A patient with a positive pregnancy test and no visible pregnancy on US is said to have a pregnancy of unknown location (PUL). The differential diagnosis for PUL includes early viable intrauterine pregnancy, EPL, or ectopic pregnancy. Patients with PUL should be followed until a diagnosis is made. Patients may present in early pregnancy with symptoms of bleeding and / or pain and require evaluation for ectopic pregnancy according to local protocol—for example with US, serial hCGs, exam and / or diagnostic aspiration. Referral for formal diagnostic US and / or emergency attention may be indicated.

PUL DIAGNOSIS

Ultrasound

  • The hCG level at which an intrauterine pregnancy should be seen on transvaginal US is referred to as the discriminatory zone.
  • An intrauterine gestational sac will be detected at a hCG level of 3510 mIU per mL with 99% probability (Connolly 2013).
  • A gestational sac is rarely visualized in an early pregnancy <35 days from LMP, and therefore not expected. Follow up US in 7 days with ectopic precautions is appropriate management for PUL < 35 days, if not managed with diagnostic aspiration.
  • Serial serum hCG levels can be utilized in addition to US for PUL evaluation, especially if hCG level is below discriminatory zone.

Serial Serum hCG Levels

  • A viable IUP typically has an hCG trend characterized by an expected hCG increase of 53% over 48 hours, however this trend can be as slow as a 35% increase in 48 hours (Butts 2013, Prine 2011). While using a threshold of a 53% increase is 99% sensitive for detecting viable IUPs, consider using a lower threshold in patients with desired pregnancies to avoid misclassification of an early IUP as an ectopic or EPL.
  • The rate of hCG increase and trends may be unpredictable, especially at low levels. Three serial hCGs are typically needed to establish a trend, typically on days 0, 2, and day 4 or 7. The change in hCG level for patients experiencing an IUP, ectopic pregnancy, or EPL is quite nuanced, and hCG levels must always be correlated with the full clinical picture.
  • The minimum rate of decline expected for EPL depends on the initial hCG at presentation, but it ranges from 35-50% at 2 days (Butts 2013).
  • Rate of hCG rise with ectopic is usually slower than expected for a viable IUP.
  • Among patients diagnosed with ectopic pregnancies:
    • The majority had serial hCG rise below the normal range for a viable IUP (i.e. level rose < 35-53% in 2 days).
    • For those with declining hCG, the rate of decline is usually slower than that expected for EPL.
    • However, 21% of ectopics have a hCG rise similar to viable IUP and 8% have a decrease that is normal for EPL (Silva 2006).
  • Therefore, use caution when following patients in early pregnancy with possible symptoms of ectopic pregnancy, i.e. intermittent bleeding/spotting, pelvic pain.
    • A “normal” rise or fall in levels is not sufficient to exclude ectopic – but should be used in conjunction with other clinical data including exam, US or diagnostic aspiration.
image Change in the hCG Level in Intrauterine Pregnancy, Ectopic Pregnancy, and EPL

(Note: Studies from ED not abortion care setting; therefore ectopic rate is higher)

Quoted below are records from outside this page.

//! Route table configuration subsystem.
//!
//! # Data Flow
//! ```text
//! route table file (TOML)
//!     → loader.rs (parse & deserialize)
//!     → validation.rs (semantic checks)
//!     → RouterConfig (validated, immutable)
//!     → compiled into a RouteTable at Router construction
//! ```
//!
//! # Design Decisions
//! - The table is immutable once loaded; there is no hot reload
//! - All fields have defaults to allow minimal configs
//! - Validation separates syntactic (serde) from semantic checks

pub mod loader;
pub mod schema;
pub mod validation;

pub use loader::{load_config, ConfigError};
pub use schema::{RouteSpec, RouterConfig};
pub use validation::{validate_config, ValidationError};
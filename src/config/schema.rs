//! Route table schema definitions.
//!
//! This module defines the declarative form of the route table. All types
//! derive Serde traits for deserialization from config files.

use serde::{Deserialize, Serialize};

/// Root configuration for the router.
#[derive(Debug, Clone, Deserialize, Serialize)]
#[serde(default)]
pub struct RouterConfig {
    /// Surface unmatched paths as errors. When `false`, unmatched paths
    /// resolve to `fallback_view` instead.
    pub strict_match: bool,

    /// View rendered for unmatched paths under non-strict matching.
    pub fallback_view: Option<String>,

    /// Route declarations, in match-priority order.
    pub routes: Vec<RouteSpec>,
}

impl Default for RouterConfig {
    fn default() -> Self {
        Self {
            strict_match: true,
            fallback_view: None,
            routes: Vec::new(),
        }
    }
}

/// A single route declaration.
#[derive(Debug, Clone, Deserialize, Serialize)]
pub struct RouteSpec {
    /// Path pattern: literal segments, `:name` parameters, and a final
    /// `*` / `*name` catch-all. Child paths are relative to the parent.
    pub path: String,

    /// View identifier rendered when this route matches exactly. A route
    /// without a view only groups its children.
    #[serde(default)]
    pub view: Option<String>,

    /// Nested routes, matched relative to this path.
    #[serde(default)]
    pub children: Vec<RouteSpec>,
}
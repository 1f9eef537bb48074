//! Observability subsystem.
//!
//! # Design Decisions
//! - Structured logging via `tracing`; navigation outcomes carry the
//!   path, view, and sequence number as fields
//! - Log level from the CLI or environment (`RUST_LOG` wins)

pub mod logging;

pub use logging::init_logging;
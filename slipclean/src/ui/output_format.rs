// slipclean/src/ui/output_format.rs
//! Formatting of user-facing stderr messages.
//!
//! Every printer takes the writer, the theme and whether colour is enabled,
//! so callers decide once (usually by checking whether stderr is a
//! terminal) and tests can capture plain output.

use owo_colors::OwoColorize;
use std::io::{self, Write};

use super::theme::{ThemeEntry, ThemeMap};

fn print_styled<W: Write>(
    writer: &mut W,
    entry: ThemeEntry,
    text: &str,
    theme: &ThemeMap,
    enable_colors: bool,
) -> io::Result<()> {
    let color = theme.get(&entry).and_then(|style| style.fg.as_ref());
    match color {
        Some(color) if enable_colors => writeln!(writer, "{}", text.color(color.to_ansi_color())),
        _ => writeln!(writer, "{}", text),
    }
}

pub fn print_info_message<W: Write>(
    writer: &mut W,
    msg: &str,
    theme: &ThemeMap,
    enable_colors: bool,
) -> io::Result<()> {
    print_styled(writer, ThemeEntry::Info, msg, theme, enable_colors)
}

pub fn print_warn_message<W: Write>(
    writer: &mut W,
    msg: &str,
    theme: &ThemeMap,
    enable_colors: bool,
) -> io::Result<()> {
    print_styled(writer, ThemeEntry::Warn, &format!("Warning: {msg}"), theme, enable_colors)
}

pub fn print_error_message<W: Write>(
    writer: &mut W,
    msg: &str,
    theme: &ThemeMap,
    enable_colors: bool,
) -> io::Result<()> {
    print_styled(writer, ThemeEntry::Error, &format!("Error: {msg}"), theme, enable_colors)
}

/// `line N rejected: <reason>`
pub fn print_rejection_message<W: Write>(
    writer: &mut W,
    line: usize,
    reason: &str,
    theme: &ThemeMap,
    enable_colors: bool,
) -> io::Result<()> {
    print_styled(
        writer,
        ThemeEntry::Rejected,
        &format!("line {line} rejected: {reason}"),
        theme,
        enable_colors,
    )
}

pub fn print_summary_line<W: Write>(
    writer: &mut W,
    processed: usize,
    rejected: usize,
    theme: &ThemeMap,
    enable_colors: bool,
) -> io::Result<()> {
    print_styled(
        writer,
        ThemeEntry::Summary,
        &format!("processed {processed}, rejected {rejected}"),
        theme,
        enable_colors,
    )
}
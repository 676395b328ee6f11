// slipclean-core/tests/sanitize_properties_tests.rs
use slipclean_core::{sanitize, sanitize_and_validate, Rejection, TagPolicy};
use slipclean_markup::{TokenKind, Tokenizer};

/// Re-lexes sanitizer output and checks that every tag in it is an allowed
/// start or end tag, and that they pair up.
fn assert_safe_and_balanced(output: &str) {
    let policy = TagPolicy::default();
    let mut open: Vec<String> = Vec::new();
    for token in Tokenizer::new(output) {
        match token.kind() {
            TokenKind::Text => {
                assert!(!token.raw().contains('<'), "raw '<' in text of {output:?}");
            }
            TokenKind::StartTag => {
                let name = token.tag_name().into_owned();
                assert!(policy.allows_tag(&name), "disallowed <{name}> in {output:?}");
                open.push(name);
            }
            TokenKind::EndTag => {
                let name = token.tag_name();
                assert_eq!(open.pop().as_deref(), Some(&*name), "unbalanced </{name}> in {output:?}");
            }
            other => panic!("unexpected {other:?} token in {output:?}"),
        }
    }
    assert!(open.is_empty(), "unclosed {open:?} in {output:?}");
}

const HOSTILE_INPUTS: &[&str] = &[
    "<b>hi</b>",
    "<b><i>x</b></i>",
    "<i><b>x</i></b>",
    "<<b>>",
    "</b><b>",
    "<a href=x><a href=y>z</a></a>",
    "<b>a<script>b</script>c</b>",
    "<tt><em><u><s>deep",
    "http://x.y <B>http://z.w/p/</b>",
    "<!-- <b> -->",
    "<b/>",
    "a < b > c & d",
    "</>",
    "<b>",
    "<u>x</u></u></u>",
    "<title><b>x</b></title>",
    "<img src=x onerror=alert(1)>",
    "<a href=\"javascript:alert(1)\" onclick=\"x\">t</a>",
    "<svg><script>alert(1)</script></svg>",
    "<b\0>x</b\x7f>",
];

#[test]
fn scripts_are_neutralized() {
    assert_eq!(
        sanitize("<script>alert(1)</script>"),
        "&lt;script&gt;alert(1)&lt;/script&gt;"
    );
}

#[test]
fn allowed_formatting_survives() {
    assert_eq!(sanitize("<b>hi</b>"), "<b>hi</b>");
}

#[test]
fn mismatched_nesting_is_repaired() {
    let out = sanitize("<b><i>x</b></i>");
    assert_eq!(out, "<b>&lt;i&gt;x</b>&lt;/i&gt;");
    assert_safe_and_balanced(&out);
}

#[test]
fn bare_urls_are_autolinked() {
    assert_eq!(
        sanitize("see http://example.com/a now"),
        r#"see <a href="http://example.com/a">[url]</a> now"#
    );
}

#[test]
fn validation_rejects_empty_and_timestamps() {
    assert_eq!(sanitize_and_validate(""), Err(Rejection::Empty));

    let rejection = sanitize_and_validate("2024-01-02T03:04:05").unwrap_err();
    assert_eq!(rejection.rule(), Some("timestamp"));
    assert_eq!(rejection.to_string(), "disallowed timestamp-like content");

    assert_eq!(sanitize_and_validate("posted at 2024-01-02 03:04"), Ok("posted at 2024-01-02 03:04".to_string()));
    assert_eq!(sanitize_and_validate("hello"), Ok(sanitize("hello")));
}

#[test]
fn timestamps_split_by_markup_are_still_seen_after_sanitizing() {
    assert!(sanitize_and_validate("<b>2024-01-02T03:04:05</b>").is_err());
}

#[test]
fn control_characters_are_removed_and_nothing_else() {
    assert_eq!(sanitize("a\0b\x7fc"), "abc");
    assert_eq!(sanitize("line\none\ttab\r"), "lineonetab");
    assert_eq!(sanitize("héllo ✓ \u{80}"), "héllo ✓ \u{80}");
}

#[test]
fn escaping_is_total_and_ampersand_first() {
    assert_eq!(sanitize("a & b"), "a &amp; b");
    assert_eq!(sanitize("&lt;"), "&amp;lt;");
    assert_eq!(sanitize("1 > 0"), "1 &gt; 0");
}

#[test]
fn hostile_inputs_yield_safe_balanced_output() {
    for input in HOSTILE_INPUTS {
        assert_safe_and_balanced(&sanitize(input));
    }
}

#[test]
fn sanitizing_twice_is_still_safe() {
    for input in HOSTILE_INPUTS {
        assert_safe_and_balanced(&sanitize(&sanitize(input)));
    }
}

#[test]
fn concurrent_callers_need_no_coordination() {
    let handles: Vec<_> = (0..8)
        .map(|i| {
            std::thread::spawn(move || {
                let input = format!("<b>{i}</b><i>open");
                (sanitize(&input), format!("<b>{i}</b>&lt;i&gt;open"))
            })
        })
        .collect();

    for handle in handles {
        let (got, want) = handle.join().unwrap();
        assert_eq!(got, want);
    }
}

#[test]
fn adversarial_nesting_and_stray_end_tags_scale() {
    let n = 100_000;

    let nested = format!("{}x{}", "<b>".repeat(n), "</b>".repeat(n));
    assert_eq!(sanitize(&nested), nested);

    let unclosed = "<i>".repeat(n);
    assert_eq!(sanitize(&unclosed), "&lt;i&gt;".repeat(n));

    let stray = format!("<b></b>{}", "x</b>".repeat(n));
    assert_eq!(sanitize(&stray), format!("<b></b>{}", "x&lt;/b&gt;".repeat(n)));
}
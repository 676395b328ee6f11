//! compiler.rs - Compiles validation rules into regexes.
//!
//! Rules are compiled once when an engine is built; the resulting
//! `CompiledRules` are immutable and shared by every sanitization call.
//!
//! License: MIT OR APACHE 2.0

use log::debug;
use regex::{Regex, RegexBuilder};

use crate::config::{ValidationRule, MAX_PATTERN_LENGTH};
use crate::errors::SlipcleanError;

/// A single compiled validation rule.
#[derive(Debug)]
pub struct CompiledRule {
    /// The compiled regular expression, matched anywhere in the text.
    pub regex: Regex,
    /// The unique name of the rule.
    pub name: String,
    /// The rejection reason reported when the rule matches.
    pub reason: String,
}

/// The enabled rules of a configuration, in configuration order.
#[derive(Debug, Default)]
pub struct CompiledRules {
    pub rules: Vec<CompiledRule>,
}

/// Compiles every enabled rule, reporting all failures together.
pub fn compile_rules(rules: &[ValidationRule]) -> Result<CompiledRules, SlipcleanError> {
    debug!("Starting compilation of {} validation rules.", rules.len());

    let mut compiled_rules = Vec::new();
    let mut compilation_errors = Vec::new();

    for rule in rules {
        if !rule.is_enabled() {
            debug!("Skipping disabled rule '{}'.", rule.name);
            continue;
        }

        if rule.pattern.len() > MAX_PATTERN_LENGTH {
            compilation_errors.push(SlipcleanError::PatternLengthExceeded(
                rule.name.clone(),
                rule.pattern.len(),
                MAX_PATTERN_LENGTH,
            ));
            continue;
        }

        let regex_result = RegexBuilder::new(&rule.pattern)
            .size_limit(10 * (1 << 20)) // 10 MB limit for compiled regex
            .build();

        match regex_result {
            Ok(regex) => {
                debug!("Rule '{}' compiled successfully.", rule.name);
                compiled_rules.push(CompiledRule {
                    regex,
                    name: rule.name.clone(),
                    reason: rule.reason.clone(),
                });
            }
            Err(e) => {
                compilation_errors.push(SlipcleanError::RuleCompilationError(rule.name.clone(), e));
            }
        }
    }

    if !compilation_errors.is_empty() {
        let error_message = compilation_errors
            .iter()
            .map(|e| e.to_string())
            .collect::<Vec<String>>()
            .join("\n");
        return Err(SlipcleanError::Fatal(format!(
            "Failed to compile {} rule(s):\n{}",
            compilation_errors.len(),
            error_message
        )));
    }

    debug!("Finished compiling rules. Total compiled: {}.", compiled_rules.len());
    Ok(CompiledRules { rules: compiled_rules })
}
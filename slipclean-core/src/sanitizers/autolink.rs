//! Detection of bare URLs inside text runs.
//!
//! A text run is split into escaped text and synthesized anchors. The anchor
//! embeds the matched URL verbatim: the pattern already excludes whitespace
//! and `"` so the URL cannot leave its attribute.

use once_cell::sync::Lazy;
use regex::Regex;
use std::borrow::Cow;

use super::escape::escape_text;

/// `http`/`https` (any case), host of `[A-Za-z0-9.-]`, optional port, then
/// `/`-prefixed path segments free of ASCII whitespace and `"`.
///
/// Spelled with explicit ASCII classes so Unicode case folding and Unicode
/// digits/whitespace cannot widen the match.
pub const URL_PATTERN: &str =
    r#"[hH][tT][tT][pP][sS]?://[0-9A-Za-z.\-]+(?::[0-9]+)?(?:/[^\t\n\x0C\r "]*)*/?"#;

static URL_REGEX: Lazy<Regex> =
    Lazy::new(|| Regex::new(URL_PATTERN).expect("URL pattern is a valid regex"));

/// One piece of a text run, in source order.
#[derive(Debug, Clone, Copy, PartialEq, Eq)]
pub enum Segment<'a> {
    /// Unmatched text, to be entity-escaped.
    Text(&'a str),
    /// A matched URL, to be wrapped in an anchor.
    Link(&'a str),
}

impl Segment<'_> {
    /// The output form of this segment.
    pub fn render(&self) -> Cow<'_, str> {
        match self {
            Segment::Text(text) => escape_text(text),
            Segment::Link(url) => Cow::Owned(format!("<a href=\"{url}\">[url]</a>")),
        }
    }
}

/// Splits `raw` around every non-overlapping URL match, left to right.
///
/// With no match the whole input comes back as a single `Text` segment.
pub fn segments(raw: &str) -> Vec<Segment<'_>> {
    let mut out = Vec::new();
    let mut start = 0;
    for m in URL_REGEX.find_iter(raw) {
        if start < m.start() {
            out.push(Segment::Text(&raw[start..m.start()]));
        }
        out.push(Segment::Link(m.as_str()));
        start = m.end();
    }
    if start < raw.len() || out.is_empty() {
        out.push(Segment::Text(&raw[start..]));
    }
    out
}
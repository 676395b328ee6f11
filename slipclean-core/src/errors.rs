//! errors.rs - Custom error types for the slipclean-core library.
//!
//! Two families live here: `SlipcleanError` for configuration and rule
//! compilation failures, and `Rejection` for content-policy decisions made
//! by the validator. Sanitization itself has no error path.
//!
//! License: MIT OR APACHE 2.0

use serde::Serialize;
use thiserror::Error;

/// This enum represents the configuration-time failures of the library.
///
/// Marked `#[non_exhaustive]` so new variants can be added without breaking
/// downstream matches.
#[derive(Error, Debug)]
#[non_exhaustive]
pub enum SlipcleanError {
    #[error("Failed to compile validation rule '{0}': {1}")]
    RuleCompilationError(String, regex::Error),

    #[error("Rule '{0}': pattern length ({1}) exceeds maximum allowed ({2})")]
    PatternLengthExceeded(String, usize, usize),

    #[error("A fatal error occurred: {0}")]
    Fatal(String),
}

/// A content-policy rejection produced by the validator.
///
/// The `Display` form is the client-visible reason. Callers that accept posts
/// are expected to surface it as a bad-request style error rather than store
/// the input.
#[derive(Error, Debug, Clone, PartialEq, Eq, Serialize)]
#[serde(tag = "kind", rename_all = "snake_case")]
pub enum Rejection {
    #[error("empty input not accepted")]
    Empty,

    #[error("{reason}")]
    DisallowedContent { rule: String, reason: String },
}

impl Rejection {
    /// Name of the rule that fired, if the rejection came from a pattern rule.
    pub fn rule(&self) -> Option<&str> {
        match self {
            Rejection::Empty => None,
            Rejection::DisallowedContent { rule, .. } => Some(rule),
        }
    }
}
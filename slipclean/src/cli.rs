// slipclean/src/cli.rs
//! This file defines the command-line interface (CLI) for the slipclean
//! application.
//! License: MIT OR Apache-2.0

use clap::Parser;
use std::path::PathBuf;

/// Top-level CLI definition.
#[derive(Parser, Debug)]
#[command(
    name = "slipclean",
    author = "Relay",
    version = env!("CARGO_PKG_VERSION"),
    about = "Sanitize untrusted rich text",
    long_about = "slipclean reads user-submitted rich text and writes a safe form of it. A small set of formatting tags (a, b, i, s, tt, em, u) is kept when properly paired, bare http/https URLs become links, and everything else is shown as escaped text. By default every input line is sanitized on its own."
)]
pub struct Cli {
    /// Path to an input file (reads from stdin if not provided).
    #[arg(long, short = 'i', value_name = "FILE", help = "Read input from a specified file instead of stdin.")]
    pub input: Option<PathBuf>,

    /// Write sanitized output to this file instead of stdout.
    #[arg(long, short = 'o', value_name = "FILE", help = "Write output to a specified file instead of stdout.")]
    pub output: Option<PathBuf>,

    /// Sanitize the whole input as one document instead of line by line.
    #[arg(long, short = 'w', help = "Sanitize the whole input as one document instead of line by line.")]
    pub whole: bool,

    /// Apply the validation rules after sanitizing.
    #[arg(long, help = "Reject empty or disallowed content; exit with status 2 if anything was rejected.")]
    pub validate: bool,

    /// Emit one JSON object per processed unit.
    #[arg(long, short = 'j', help = "Emit one JSON object per processed unit.")]
    pub json: bool,

    /// Path to a custom sanitizer configuration file (YAML).
    #[arg(long = "config", short = 'c', value_name = "FILE", env = "SLIPCLEAN_CONFIG", help = "Path to a custom sanitizer configuration file (YAML).")]
    pub config: Option<PathBuf>,

    /// Explicitly disable these validation rule names (comma-separated).
    #[arg(long, short = 'x', value_delimiter = ',', value_name = "NAME", help = "Explicitly disable these validation rule names (comma-separated).")]
    pub disable: Vec<String>,

    /// Print the effective configuration as YAML and exit.
    #[arg(long = "print-config", help = "Print the effective configuration as YAML and exit.")]
    pub print_config: bool,

    /// Specify the path to a custom YAML theme file.
    #[arg(long = "theme", value_name = "FILE", help = "Specify the path to a custom YAML theme file.")]
    pub theme: Option<PathBuf>,

    /// Disable informational messages
    #[arg(long, short = 'q', help = "Suppress all informational and debug messages.")]
    pub quiet: bool,

    /// Enable debug logging (overrides RUST_LOG)
    #[arg(long, short = 'd', help = "Enable debug logging.")]
    pub debug: bool,
}

#[cfg(test)]
mod tests {
    use super::*;
    use clap::CommandFactory;

    #[test]
    fn cli_definition_is_consistent() {
        Cli::command().debug_assert();
    }

    #[test]
    fn disable_accepts_comma_separated_names() {
        let cli = Cli::try_parse_from(["slipclean", "-x", "timestamp,caps", "--validate"]).unwrap();
        assert_eq!(cli.disable, ["timestamp", "caps"]);
        assert!(cli.validate);
        assert!(!cli.whole);
    }
}
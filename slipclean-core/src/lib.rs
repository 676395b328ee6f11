// slipclean-core/src/lib.rs
//! # slipclean Core Library
//!
//! `slipclean-core` turns untrusted, user-submitted rich text into a bounded
//! safe subset of markup before it is stored or redisplayed. A small
//! allowlist of formatting tags (`a b i s tt em u`) survives as markup when
//! properly paired; everything else is rendered as visible, escaped text.
//! Bare `http`/`https` URLs become anchors.
//!
//! The library performs no I/O while sanitizing and keeps no state between
//! calls: every call builds its own work stack and discards it on return.
//!
//! ## Modules
//!
//! * `config`: `TagPolicy`, `ValidationRule` and `SanitizerConfig`, with YAML loading and merging.
//! * `sanitizers`: the pipeline stages (control stripping, escaping, autolinking, tag balancing)
//!   and the validation rule compiler.
//! * `validators`: the content-policy check run after sanitization.
//! * `engine`: the `SanitizationEngine` trait.
//! * `engines`: concrete engines, currently `AllowlistEngine`.
//! * `headless`: one-shot `sanitize` / `sanitize_and_validate` over a shared default engine.
//! * `errors`: `SlipcleanError` and `Rejection`.
//!
//! ## Usage Example
//!
//! ```rust
//! use slipclean_core::{sanitize, sanitize_and_validate, Rejection};
//!
//! assert_eq!(sanitize("<b>hi</b>"), "<b>hi</b>");
//! assert_eq!(
//!     sanitize("<script>alert(1)</script>"),
//!     "&lt;script&gt;alert(1)&lt;/script&gt;"
//! );
//! assert_eq!(
//!     sanitize("see http://example.com/a now"),
//!     r#"see <a href="http://example.com/a">[url]</a> now"#
//! );
//! assert_eq!(sanitize_and_validate(""), Err(Rejection::Empty));
//! ```
//!
//! ## Error Handling
//!
//! Sanitization is total and never fails. The only content-level failure is
//! a `Rejection` from validation. Loading or compiling a configuration uses
//! `anyhow::Result`, with `SlipcleanError` for rule compilation failures.
//!
//! ---
//! License: MIT OR Apache-2.0

pub mod config;
pub mod engine;
pub mod engines;
pub mod errors;
pub mod headless;
pub mod sanitizers;
pub mod validators;

/// Re-exports the configuration types and functions.
pub use config::{
    merge_config,
    validate_config,
    SanitizerConfig,
    TagPolicy,
    ValidationRule,
    MAX_PATTERN_LENGTH,
};

/// Re-exports the error types.
pub use errors::{Rejection, SlipcleanError};

/// Re-exports the engine trait and its implementation.
pub use engine::SanitizationEngine;
pub use engines::allowlist_engine::AllowlistEngine;

/// Re-exports the one-shot entry points.
pub use headless::{default_engine, sanitize, sanitize_and_validate};

/// Re-exports the pipeline stages for callers that compose their own.
pub use sanitizers::autolink::{segments, Segment};
pub use sanitizers::balancer::{OutputUnit, TagBalancer};
pub use sanitizers::escape::escape_text;
pub use sanitizers::strip::strip_control_chars;
pub use validators::Validator;
//! The tag balancer: the state machine at the heart of the sanitizer.
//!
//! Tokens are folded into a work stack of [`OutputUnit`]s. Allowed start tags
//! are pushed as open markers and their stack positions are remembered on a
//! second stack. An allowed end tag walks that second stack down to its
//! matching marker, closing it in place and demoting any other open markers
//! found on the way to escaped text. Whatever is still open at end of input
//! is demoted the same way, so only matched pairs of allowed tags survive as
//! markup.
//!
//! Every marker is resolved at most once and no unit is ever copied into
//! another, so the work is linear in the number of tokens. Both stacks are
//! heap allocations, so nesting depth never grows the call stack.

use log::debug;
use slipclean_markup::{Token, TokenKind};
use std::collections::HashMap;
use std::mem;

use super::autolink::segments;
use super::escape::{escape_text, push_escaped};
use crate::config::TagPolicy;

/// An entry on the work stack.
#[derive(Debug, Clone, PartialEq, Eq)]
pub enum OutputUnit {
    /// An allowed start tag still waiting for its end tag.
    OpenMarker {
        /// The reconstructed tag, e.g. `<a href="x">`.
        rendered: String,
        /// Lowercase tag name.
        tag: String,
    },
    /// Finished output, already safe to emit.
    Text(String),
}

/// Folds a token stream into sanitized markup.
///
/// One balancer serves one input; it is consumed by [`TagBalancer::finish`].
#[derive(Debug)]
pub struct TagBalancer<'p> {
    policy: &'p TagPolicy,
    stack: Vec<OutputUnit>,
    /// Indices into `stack` of the markers still open, bottom to top.
    open: Vec<usize>,
    /// Start tags pushed so far, per name. Never decremented: once a name has
    /// been opened, every later end tag of that name searches the open markers.
    opened: HashMap<String, usize>,
    /// Bytes written into units so far.
    #[cfg(test)]
    bytes_written: usize,
}

impl<'p> TagBalancer<'p> {
    pub fn new(policy: &'p TagPolicy) -> Self {
        Self {
            policy,
            stack: Vec::new(),
            open: Vec::new(),
            opened: HashMap::new(),
            #[cfg(test)]
            bytes_written: 0,
        }
    }

    /// Runs a whole token stream through a fresh balancer.
    pub fn balance<'a>(policy: &'p TagPolicy, tokens: impl IntoIterator<Item = Token<'a>>) -> String {
        let mut balancer = Self::new(policy);
        for token in tokens {
            balancer.push_token(&token);
        }
        balancer.finish()
    }

    pub fn push_token(&mut self, token: &Token<'_>) {
        match token.kind() {
            TokenKind::StartTag => self.start_tag(token),
            TokenKind::EndTag => self.end_tag(token),
            TokenKind::Text
            | TokenKind::SelfClosingTag
            | TokenKind::Comment
            | TokenKind::Doctype => self.other(token.raw()),
        }
    }

    fn push(&mut self, unit: OutputUnit) {
        #[cfg(test)]
        {
            self.bytes_written += match &unit {
                OutputUnit::OpenMarker { rendered, .. } => rendered.len(),
                OutputUnit::Text(text) => text.len(),
            };
        }
        self.stack.push(unit);
    }

    fn push_text(&mut self, text: String) {
        self.push(OutputUnit::Text(text));
    }

    /// Replaces the marker at `index` with finished text.
    fn resolve(&mut self, index: usize, text: String) {
        #[cfg(test)]
        {
            self.bytes_written += text.len();
        }
        self.stack[index] = OutputUnit::Text(text);
    }

    fn start_tag(&mut self, token: &Token<'_>) {
        let name = token.tag_name();
        if !self.policy.allows_tag(&name) {
            self.push_text(escape_text(token.raw()).into_owned());
            return;
        }

        // Last occurrence of each retained attribute wins.
        let allowed = self.policy.attributes_for(&name);
        let mut values: Vec<Option<&str>> = vec![None; allowed.len()];
        for attribute in token.attributes() {
            if let Some(slot) = allowed.iter().position(|a| attribute.key_is(a)) {
                values[slot] = Some(attribute.value);
            }
        }

        let mut rendered = format!("<{name}");
        for (key, value) in allowed.iter().zip(values) {
            if let Some(value) = value {
                rendered.push_str(&format!(" {key}=\"{value}\""));
            }
        }
        rendered.push('>');

        *self.opened.entry(name.to_string()).or_default() += 1;
        self.open.push(self.stack.len());
        self.push(OutputUnit::OpenMarker {
            rendered,
            tag: name.into_owned(),
        });
    }

    fn end_tag(&mut self, token: &Token<'_>) {
        let name = token.tag_name();
        let ever_opened = self.opened.get(&*name).is_some_and(|&n| n > 0);
        if !self.policy.allows_tag(&name) || !ever_opened {
            self.push_text(escape_text(token.raw()).into_owned());
            return;
        }

        let close = format!("</{name}>");
        while let Some(index) = self.open.pop() {
            match mem::replace(&mut self.stack[index], OutputUnit::Text(String::new())) {
                OutputUnit::OpenMarker { rendered, tag } if tag == name => {
                    self.resolve(index, rendered);
                    self.push_text(close);
                    return;
                }
                OutputUnit::OpenMarker { rendered, tag } => {
                    debug!("Flattening <{}> left open inside </{}>.", tag, name);
                    self.resolve(index, escape_text(&rendered).into_owned());
                }
                // `open` only ever indexes markers.
                text @ OutputUnit::Text(_) => self.stack[index] = text,
            }
        }

        debug!("No open <{}> left on the stack; closing tag kept as text.", name);
        self.push_text(escape_text(&close).into_owned());
    }

    fn other(&mut self, raw: &str) {
        for segment in segments(raw) {
            self.push_text(segment.render().into_owned());
        }
    }

    /// Drains the stack, demoting unclosed markers to escaped text.
    pub fn finish(self) -> String {
        let mut out = String::new();
        for unit in self.stack {
            match unit {
                OutputUnit::OpenMarker { rendered, tag } => {
                    debug!("Flattening unclosed <{}> at end of input.", tag);
                    push_escaped(&mut out, &rendered);
                }
                OutputUnit::Text(text) => out.push_str(&text),
            }
        }
        out
    }
}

An increase or decrease in the serial hCG level in a patient with an ectopic pregnancy is outside the range expected for that of a patient with a growing IUP or an EPL 71% of the time. However, the increase in the hCG level in a patient with an ectopic pregnancy can mimic that of a growing IUP, and the decrease in the hCG level can mimic that of an EPL.

Barnhart NEJM 2009



PUL MANAGEMENT

A patient-centered approach, prioritizing desired pregnancy outcome, can be used to guide decision-making and approach to managing a pregnancy of unknown location (Flynn 2020).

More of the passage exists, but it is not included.